How to complete this task - Look below for the line with "filename crates/core/src/compositing/infrastructure/mod.rs", then give it again exactly, along with every line that comes after it, the final line included.

Saved entries
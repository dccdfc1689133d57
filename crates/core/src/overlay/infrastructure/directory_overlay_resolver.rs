use std::path::{Path, PathBuf};

use crate::expression::domain::expression_category::ExpressionCategory;
use crate::overlay::domain::overlay_resolver::OverlayResolver;
use crate::shared::constants::OVERLAY_ASSET_EXTENSION;
use crate::shared::error::EmojifyError;
use crate::shared::frame::Frame;

/// Loads overlays from `<dir>/<asset_name>.png`, decoded as RGBA.
///
/// Files are read on every `resolve`; nothing is cached between requests.
pub struct DirectoryOverlayResolver {
    dir: PathBuf,
}

impl DirectoryOverlayResolver {
    pub fn new(dir: impl Into<PathBuf>) -> Self {
        Self { dir: dir.into() }
    }

    pub fn asset_path(&self, category: ExpressionCategory) -> Option<PathBuf> {
        category
            .asset_name()
            .map(|name| self.dir.join(format!("{name}.{OVERLAY_ASSET_EXTENSION}")))
    }

    /// Drawable categories whose asset file is absent.
    pub fn missing_assets(&self) -> Vec<ExpressionCategory> {
        ExpressionCategory::DRAWABLE
            .iter()
            .copied()
            .filter(|c| !self.asset_path(*c).is_some_and(|p| p.is_file()))
            .collect()
    }

    pub fn dir(&self) -> &Path {
        &self.dir
    }
}

impl OverlayResolver for DirectoryOverlayResolver {
    fn resolve(&self, category: ExpressionCategory) -> Result<Frame, EmojifyError> {
        let path = self
            .asset_path(category)
            .ok_or(EmojifyError::UnsupportedCategory(category))?;
        if !path.is_file() {
            log::warn!("No overlay asset for {category:?} at {}", path.display());
            return Err(EmojifyError::UnsupportedCategory(category));
        }
        let overlay = image::open(&path)?.to_rgba8();
        log::debug!(
            "Resolved {category:?} to {} ({}x{})",
            path.display(),
            overlay.width(),
            overlay.height()
        );
        Ok(Frame::from(overlay))
    }
}
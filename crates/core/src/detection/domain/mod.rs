pub mod detector_session;
pub mod face_detector;
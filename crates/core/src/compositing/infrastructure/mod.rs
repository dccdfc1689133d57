pub mod cpu_overlay_compositor;
mod resample;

Task answer -
filename crates/core/src/compositing/infrastructure/mod.rs
repository dccdfc1689133d57
pub mod cpu_overlay_compositor;
mod resample;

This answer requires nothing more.